Its bearing as to poetic effect.

We may, however, justly distinguish between the influence of mythology on the morality of the Poems, and its operation with regard to poetic effect. In this view the consequences of its introduction, though mixed, are upon the whole highly favourable. There is indeed more or less of descent from the usual grandeur of Homer, when we find his deities mingling in actual conflict: because they never sustain in the field of battle a part at all corresponding to their celestial dignity and presumed power. Nor is the Theomachy proper, in the Twenty-first book of the Iliad, among the most successful parts of the poem. But the principal portion of their agency takes effect upon the elements or other material objects, or upon animals, or upon the human mind by way of influence and suggestion: and its tendency is in general to impart interest and variety, as well as poetic elevation, to the scenery and narrative. The plot of each epic is worked out simultaneously in two different forms upon two different arenas: in Olympus by divine counsel, and on earth by human effort and execution. Yet no confusion results from the double action, while the play and counterplay of the divine and human elements communicate a remarkable elasticity to the movement of the poems. Their value is particularly felt in the Iliad, which, from its limited scene and subject, lies in danger of the sameness which, by this means among others, it on the whole escapes. In particular, the relation between the assisting or patron deities, and the hero or protagonist of each poem, is conducted with great consistency and effect: but the most sublime uses of supernatural machinery to be found throughout the poems are those in which the traces of it are the most shadowy and faintly drawn. Take for example the manner in which Achilles is sent out unarmed to the field, and again, to the manner of his arming, in the Iliad: in the Odyssey, the wonderful picture of divine displeasure and incumbent malediction seeming to gather around and hem in the Suitors of Penelope, concurrently with the preparations for human vengeance: as if the scenewere too dark for eyes like theirs to catch the true meaning of these lowering signals, which give a gloomy but majestic sanction to the terrible swoop of retributive justice alighting upon crime.
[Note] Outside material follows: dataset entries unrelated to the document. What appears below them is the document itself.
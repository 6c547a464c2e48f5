//! The job record store.
//!
//! [`JobStore`] owns every [`JobRecord`] and is the only component that
//! mutates them. All mutations are serialized behind one lock, persisted
//! through a [`Storage`] backend and published on a change feed that
//! observers subscribe to.

mod query;
mod unique;

pub use query::WorkQuery;

use chrono::{DateTime, Utc};
use std::collections::{HashMap, HashSet, VecDeque};
use std::sync::Arc;
use std::time::Duration;
use thiserror::Error;
use tokio::sync::futures::Notified;
use tokio::sync::{Mutex, MutexGuard, Notify, broadcast};

use crate::core::chain::{Chain, ChainError};
use crate::core::clock::{self, Clock, SystemClock};
use crate::core::request::{ExistingWorkPolicy, JobRequest};
use crate::core::state::{JobState, StopReason};
use crate::core::types::JobId;
use crate::storage::{InMemoryStorage, JobRecord, Storage, StorageError};

/// Capacity of the change feed before slow observers start lagging.
const CHANGE_FEED_CAPACITY: usize = 256;

/// Errors returned by store operations.
#[derive(Debug, Error)]
pub enum StoreError {
    /// No record exists for the id.
    #[error("job not found: {0}")]
    NotFound(JobId),

    /// The chain is malformed.
    #[error("invalid chain: {0}")]
    InvalidChain(#[from] ChainError),

    /// The operation is not allowed for this request.
    #[error("invalid operation: {0}")]
    InvalidOperation(String),

    /// Storage error.
    #[error("storage error: {0}")]
    Storage(#[from] StorageError),
}

/// How a submission was resolved.
#[derive(Debug, Clone, Copy, PartialEq, Eq)]
pub enum SubmitKind {
    /// New records were inserted.
    Inserted,
    /// Existing unfinished work was kept; nothing was inserted.
    Kept,
    /// Existing work was cancelled and new records were inserted.
    Replaced,
    /// New records were inserted after the existing work.
    Appended,
    /// The existing record was updated in place.
    Updated(UpdateResult),
}

/// Result of a submission.
#[derive(Debug, Clone, PartialEq, Eq)]
pub struct SubmitOutcome {
    /// Ids of the inserted records, or of the records that were kept or updated.
    pub ids: Vec<JobId>,
    pub kind: SubmitKind,
}

impl SubmitOutcome {
    /// First id of the outcome.
    pub fn id(&self) -> Option<JobId> {
        self.ids.first().copied()
    }
}

/// Result of [`JobStore::update`].
#[derive(Debug, Clone, Copy, PartialEq, Eq)]
pub enum UpdateResult {
    /// The record is finished or the change is not allowed in its state.
    NotApplied,
    /// The record was waiting; the new request is in effect now.
    AppliedImmediately,
    /// The record is running; the new request takes over when it finishes.
    AppliedForNextRun,
}

pub(crate) struct StoreState {
    next_sequence: u64,
    forced_constraints: HashSet<JobId>,
    forced_delay: HashSet<JobId>,
}

/// Persistent, observable collection of job records.
pub struct JobStore {
    storage: Arc<dyn Storage>,
    clock: Arc<dyn Clock>,
    state: Mutex<StoreState>,
    changes: broadcast::Sender<JobRecord>,
    wake: Notify,
}

impl JobStore {
    /// Open a store over a storage backend.
    ///
    /// Sequence numbers continue after the highest one already stored.
    pub async fn open(
        storage: Arc<dyn Storage>,
        clock: Arc<dyn Clock>,
    ) -> Result<Self, StoreError> {
        let max_sequence = storage.max_sequence().await?;
        Ok(Self::with_parts(storage, clock, max_sequence + 1))
    }

    /// Create a store backed by memory and the system clock.
    pub fn in_memory() -> Self {
        Self::in_memory_with_clock(Arc::new(SystemClock))
    }

    /// Create a store backed by memory with a custom clock.
    pub fn in_memory_with_clock(clock: Arc<dyn Clock>) -> Self {
        Self::with_parts(Arc::new(InMemoryStorage::new()), clock, 1)
    }

    fn with_parts(storage: Arc<dyn Storage>, clock: Arc<dyn Clock>, next_sequence: u64) -> Self {
        let (changes, _) = broadcast::channel(CHANGE_FEED_CAPACITY);
        Self {
            storage,
            clock,
            state: Mutex::new(StoreState {
                next_sequence,
                forced_constraints: HashSet::new(),
                forced_delay: HashSet::new(),
            }),
            changes,
            wake: Notify::new(),
        }
    }

    /// Current time according to the store's clock.
    pub fn now(&self) -> DateTime<Utc> {
        self.clock.now()
    }

    pub fn clock(&self) -> Arc<dyn Clock> {
        Arc::clone(&self.clock)
    }

    /// Enqueue a request.
    pub async fn submit(&self, request: JobRequest) -> Result<JobId, StoreError> {
        let mut txn = self.lock().await;
        let ids = txn.insert_stages(vec![vec![request]], None, 0, Vec::new()).await?;
        drop(txn);
        self.wake();
        ids.into_iter()
            .next()
            .ok_or_else(|| StoreError::InvalidOperation("no record inserted".to_string()))
    }

    /// Enqueue a request under a unique name.
    pub async fn submit_unique(
        &self,
        name: &str,
        policy: ExistingWorkPolicy,
        request: JobRequest,
    ) -> Result<SubmitOutcome, StoreError> {
        let mut txn = self.lock().await;
        let outcome = unique::resolve(&mut txn, name, policy, vec![vec![request]]).await?;
        drop(txn);
        self.wake();
        Ok(outcome)
    }

    /// Enqueue a chain, returning the ids of its records in stage order.
    ///
    /// A chain bound to a unique name is resolved like
    /// [`submit_unique`](Self::submit_unique); if existing work is kept the
    /// returned ids are those of the kept records.
    pub async fn submit_chain(&self, chain: Chain) -> Result<Vec<JobId>, StoreError> {
        chain.validate()?;
        let (stages, unique) = chain.into_parts();

        let mut txn = self.lock().await;
        let ids = match unique {
            Some((name, policy)) => unique::resolve(&mut txn, &name, policy, stages).await?.ids,
            None => txn.insert_stages(stages, None, 0, Vec::new()).await?,
        };
        drop(txn);
        self.wake();
        Ok(ids)
    }

    /// Current snapshot of a record.
    pub async fn get(&self, id: &JobId) -> Result<Option<JobRecord>, StoreError> {
        match self.storage.get_record(id).await {
            Ok(record) => Ok(Some(record)),
            Err(StorageError::NotFound(_)) => Ok(None),
            Err(e) => Err(e.into()),
        }
    }

    /// Records carrying a tag.
    pub async fn by_tag(&self, tag: &str) -> Result<Vec<JobRecord>, StoreError> {
        Ok(self.storage.list_by_tag(tag).await?)
    }

    /// Records bound to a unique name.
    pub async fn by_unique_name(&self, name: &str) -> Result<Vec<JobRecord>, StoreError> {
        Ok(self.storage.list_by_unique_name(name).await?)
    }

    /// Records in a state.
    pub async fn by_state(&self, state: JobState) -> Result<Vec<JobRecord>, StoreError> {
        Ok(self.storage.list_by_state(state).await?)
    }

    /// Every record, in submission order.
    pub async fn all(&self) -> Result<Vec<JobRecord>, StoreError> {
        Ok(self.storage.list_records().await?)
    }

    /// Records matching a query, in submission order.
    pub async fn query(&self, query: &WorkQuery) -> Result<Vec<JobRecord>, StoreError> {
        let records = self.storage.list_records().await?;
        Ok(records.into_iter().filter(|r| query.matches(r)).collect())
    }

    /// Replace the request behind an existing id.
    pub async fn update(&self, id: &JobId, request: JobRequest) -> Result<UpdateResult, StoreError> {
        let mut txn = self.lock().await;
        let result = txn.update(id, request).await?;
        drop(txn);
        if result != UpdateResult::NotApplied {
            self.wake();
        }
        Ok(result)
    }

    /// Cancel a record and its dependents.
    pub async fn cancel(&self, id: &JobId) -> Result<usize, StoreError> {
        let mut txn = self.lock().await;
        txn.get(id).await?;
        let count = txn.cancel(id, StopReason::CancelledByCaller).await?;
        drop(txn);
        self.wake();
        Ok(count)
    }

    /// Cancel every record carrying a tag.
    pub async fn cancel_by_tag(&self, tag: &str) -> Result<usize, StoreError> {
        let records = self.storage.list_by_tag(tag).await?;
        self.cancel_records(records).await
    }

    /// Cancel all unfinished work of a unique name.
    pub async fn cancel_unique(&self, name: &str) -> Result<usize, StoreError> {
        let records = self.storage.list_by_unique_name(name).await?;
        self.cancel_records(records).await
    }

    /// Cancel every unfinished record.
    pub async fn cancel_all(&self) -> Result<usize, StoreError> {
        let records = self.storage.list_records().await?;
        self.cancel_records(records).await
    }

    async fn cancel_records(&self, records: Vec<JobRecord>) -> Result<usize, StoreError> {
        let mut txn = self.lock().await;
        let mut count = 0;
        for record in records {
            count += txn.cancel(&record.id, StopReason::CancelledByCaller).await?;
        }
        drop(txn);
        if count > 0 {
            self.wake();
        }
        Ok(count)
    }

    /// Delete finished records that finished at least `older_than` ago.
    ///
    /// Records still referenced by unfinished dependents are kept.
    pub async fn prune_finished(&self, older_than: Duration) -> Result<usize, StoreError> {
        let mut txn = self.lock().await;
        let cutoff = clock::sub(txn.now(), older_than);
        let records = txn.list().await?;

        let unfinished: HashSet<JobId> = records
            .iter()
            .filter(|r| !r.is_finished())
            .map(|r| r.id)
            .collect();

        let mut pruned = 0;
        for record in &records {
            let expired = record.is_finished() && record.finished_at.is_some_and(|t| t <= cutoff);
            let referenced = record.dependents.iter().any(|d| unfinished.contains(d));
            if expired && !referenced {
                self.storage.delete_record(&record.id).await?;
                txn.forget_forced(&record.id);
                pruned += 1;
            }
        }

        if pruned > 0 {
            tracing::info!(count = pruned, "Pruned finished jobs");
        }
        Ok(pruned)
    }

    /// Return records left `Running` by a previous process to the queue.
    pub async fn recover(&self) -> Result<Vec<JobId>, StoreError> {
        let mut txn = self.lock().await;
        let running = txn.list_by_state(JobState::Running).await?;

        let mut recovered = Vec::with_capacity(running.len());
        for mut record in running {
            let next_run_at = record.next_run_at;
            record.mark_enqueued(next_run_at);
            record.stop_reason = StopReason::Unknown;
            txn.save(&mut record).await?;
            tracing::info!(job_id = %record.id, job_type = %record.job_type(), "Recovered interrupted job");
            recovered.push(record.id);
        }
        drop(txn);

        if !recovered.is_empty() {
            self.wake();
        }
        Ok(recovered)
    }

    /// Subscribe to every persisted record change.
    pub fn subscribe(&self) -> broadcast::Receiver<JobRecord> {
        self.changes.subscribe()
    }

    /// Ask the scheduler to run a dispatch cycle.
    pub fn wake(&self) {
        self.wake.notify_one();
    }

    pub(crate) fn notified(&self) -> Notified<'_> {
        self.wake.notified()
    }

    pub(crate) async fn lock(&self) -> Txn<'_> {
        Txn {
            store: self,
            state: self.state.lock().await,
        }
    }

    pub(crate) async fn force_constraints(&self, id: &JobId) -> Result<(), StoreError> {
        let mut txn = self.lock().await;
        txn.get(id).await?;
        txn.state.forced_constraints.insert(*id);
        drop(txn);
        self.wake();
        Ok(())
    }

    pub(crate) async fn force_delay(&self, id: &JobId) -> Result<(), StoreError> {
        let mut txn = self.lock().await;
        txn.get(id).await?;
        txn.state.forced_delay.insert(*id);
        drop(txn);
        self.wake();
        Ok(())
    }
}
Its earliest and latest forms.

It would be most interesting to pursue the comparison between the believing or credulous infancy of Paganism as we see it in Homer, and its cold and jealous decrepitude as we find it in the writers of its latest period, when the light of the lamp was fading before the already risen Sun.
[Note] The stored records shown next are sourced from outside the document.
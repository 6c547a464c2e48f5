//! Persistence integration tests.
//!
//! Tests that verify work survives a restart of the process: records are
//! reloaded from SQLite and interrupted executions run again.

#![cfg(feature = "sqlite")]

use deferq::testing::{EchoWorker, GatedWorker};
use deferq::{
    Data, ExistingWorkPolicy, JobRequest, JobState, JobStore, Scheduler, SqliteStorage,
    StopReason, SubmitKind, SystemClock, WorkResult, WorkerRegistry,
};
use std::path::Path;
use std::sync::Arc;
use std::time::Duration;
use tempfile::TempDir;

use crate::common::{request, wait_for_state};

const WAIT: Duration = Duration::from_secs(5);

async fn open(path: &Path) -> Arc<JobStore> {
    let storage = SqliteStorage::new(path).await.unwrap();
    Arc::new(
        JobStore::open(Arc::new(storage), Arc::new(SystemClock))
            .await
            .unwrap(),
    )
}

fn echo_registry() -> WorkerRegistry {
    let mut registry = WorkerRegistry::new();
    registry.register_async("echo", EchoWorker);
    registry
}

#[tokio::test]
async fn test_pending_work_survives_restart() {
    let temp_dir = TempDir::new().unwrap();
    let path = temp_dir.path().join("jobs.db");

    let input = Data::new().with("file", "photo.jpg");
    let id = {
        let store = open(&path).await;
        store
            .submit(
                JobRequest::builder("echo")
                    .input(input.clone())
                    .tag("media")
                    .build()
                    .unwrap(),
            )
            .await
            .unwrap()
    };

    let store = open(&path).await;
    let record = store.get(&id).await.unwrap().unwrap();
    assert_eq!(record.state, JobState::Enqueued);
    assert_eq!(store.by_tag("media").await.unwrap().len(), 1);

    let (handle, task) = Scheduler::new(store.clone(), echo_registry())
        .with_tick_interval(Duration::from_millis(20))
        .start();

    let record = wait_for_state(&store, &id, JobState::Succeeded, WAIT).await;
    assert_eq!(record.output, input);

    handle.shutdown().await.unwrap();
    task.await.unwrap().unwrap();
}

#[tokio::test]
async fn test_interrupted_execution_runs_again_after_restart() {
    let temp_dir = TempDir::new().unwrap();
    let path = temp_dir.path().join("jobs.db");

    let id = {
        let store = open(&path).await;
        let mut registry = WorkerRegistry::new();
        registry.register_async("echo", GatedWorker::new(WorkResult::success()));

        let (_handle, task) = Scheduler::new(store.clone(), registry)
            .with_tick_interval(Duration::from_millis(20))
            .start();
        let id = store.submit(request("echo")).await.unwrap();
        wait_for_state(&store, &id, JobState::Running, WAIT).await;

        // Simulate a crash: the loop disappears with the record still running.
        task.abort();
        let _ = task.await;
        id
    };

    let store = open(&path).await;
    let record = store.get(&id).await.unwrap().unwrap();
    assert_eq!(record.state, JobState::Running);

    let recovered = store.recover().await.unwrap();
    assert_eq!(recovered, vec![id]);
    let record = store.get(&id).await.unwrap().unwrap();
    assert_eq!(record.state, JobState::Enqueued);
    assert_eq!(record.stop_reason, StopReason::Unknown);

    let (handle, task) = Scheduler::new(store.clone(), echo_registry())
        .with_tick_interval(Duration::from_millis(20))
        .start();

    let record = wait_for_state(&store, &id, JobState::Succeeded, WAIT).await;
    assert_eq!(record.run_attempt_count, 2);

    handle.shutdown().await.unwrap();
    task.await.unwrap().unwrap();
}

#[tokio::test]
async fn test_unique_names_survive_restart() {
    let temp_dir = TempDir::new().unwrap();
    let path = temp_dir.path().join("jobs.db");

    let id = {
        let store = open(&path).await;
        store
            .submit_unique(
                "daily-sync",
                ExistingWorkPolicy::Keep,
                JobRequest::builder("echo")
                    .initial_delay(Duration::from_secs(3600))
                    .build()
                    .unwrap(),
            )
            .await
            .unwrap()
            .id()
            .unwrap()
    };

    let store = open(&path).await;
    let outcome = store
        .submit_unique("daily-sync", ExistingWorkPolicy::Keep, request("echo"))
        .await
        .unwrap();
    assert_eq!(outcome.kind, SubmitKind::Kept);
    assert_eq!(outcome.ids, vec![id]);

    // Sequence numbers continue after the stored ones.
    let other = store.submit(request("echo")).await.unwrap();
    let first = store.get(&id).await.unwrap().unwrap();
    let second = store.get(&other).await.unwrap().unwrap();
    assert!(second.sequence > first.sequence);
}
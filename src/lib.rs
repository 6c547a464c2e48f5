//! deferq - a persistent, constraint-aware background job scheduler.
//!
//! Jobs are described by an immutable [`JobRequest`] and tracked by a
//! [`JobRecord`] in a [`JobStore`]. A [`Scheduler`] dispatches records whose
//! delay has elapsed, whose constraints hold and whose prerequisites
//! succeeded onto registered workers, retrying with backoff and repeating
//! periodic work.

pub mod config;
pub mod core;
pub mod events;
pub mod observe;
pub mod scheduler;
pub mod storage;
pub mod store;
pub mod testing;
pub mod worker;

pub use config::{
    ConfigError, LoadedRequest, RequestConfig, RequestConfigBuilder, SchedulerConfig,
    StorageConfig, YamlLoader, load_requests_from_directory,
};
pub use core::backoff::{BackoffKind, BackoffPolicy};
pub use core::chain::{Chain, ChainError};
pub use core::clock::{Clock, ManualClock, SystemClock};
pub use core::constraints::{ConstraintSet, DeviceSignals, NetworkStatus, NetworkType, SignalFeed};
pub use core::data::{Data, DataError, MAX_DATA_BYTES, Value};
pub use core::merger::{InputMerger, MergeError};
pub use core::request::{
    ExistingWorkPolicy, JobRequest, JobRequestBuilder, OutOfQuotaPolicy, Periodicity, RequestError,
};
pub use core::state::{FailureCause, JobState, StopReason};
pub use core::types::{ExecutionId, JobId};
pub use events::{Event, EventBus, EventHandler, ForegroundNotifier};
pub use observe::{JobObserver, QueryObserver};
pub use scheduler::{Scheduler, SchedulerError, SchedulerHandle, SchedulerState};
#[cfg(feature = "sqlite")]
pub use storage::SqliteStorage;
pub use storage::{InMemoryStorage, JobRecord, Storage, StorageError};
pub use store::{JobStore, StoreError, SubmitKind, SubmitOutcome, UpdateResult, WorkQuery};
pub use worker::{
    BlockingWorker, ProgressSink, RemoteError, RemoteWorker, StopSignal, WorkContext, WorkResult,
    Worker, WorkerKind, WorkerRegistry,
};
//! Core domain types: requests, payloads, constraints and policies.

pub mod backoff;
pub mod chain;
pub mod clock;
pub mod constraints;
pub mod data;
pub mod merger;
pub mod request;
pub mod state;
pub mod types;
In Homer we find the gods offering in their conduct every sort of example of weakness, passion, and fraud. But they take an active share in the government of the world, and men look up to them, collectively or individually, with more or less of confusion indeed, both intellectual and moral, but still truly and actually as exercising some sort of providential government over the world. The mythology of the time of Homer is a weak, faulty, and corrupt religion, I admit, but still it is a religion, a bond which associates man with the unseen world, and brings some, at least, of its influences to bear upon his conduct and character. And if the Greeks of Homer were not shocked by those immoralities of the Immortals which afterwards came to be thought intolerable, it was not because they were more impure than their posterity, for they were far purer: but the principle of belief in the invisible was in them alike lively and inconsequent; and it was not yet even conscious of a load which, in later times, with enfeebled force, and an augmented critical activity, it could not carry.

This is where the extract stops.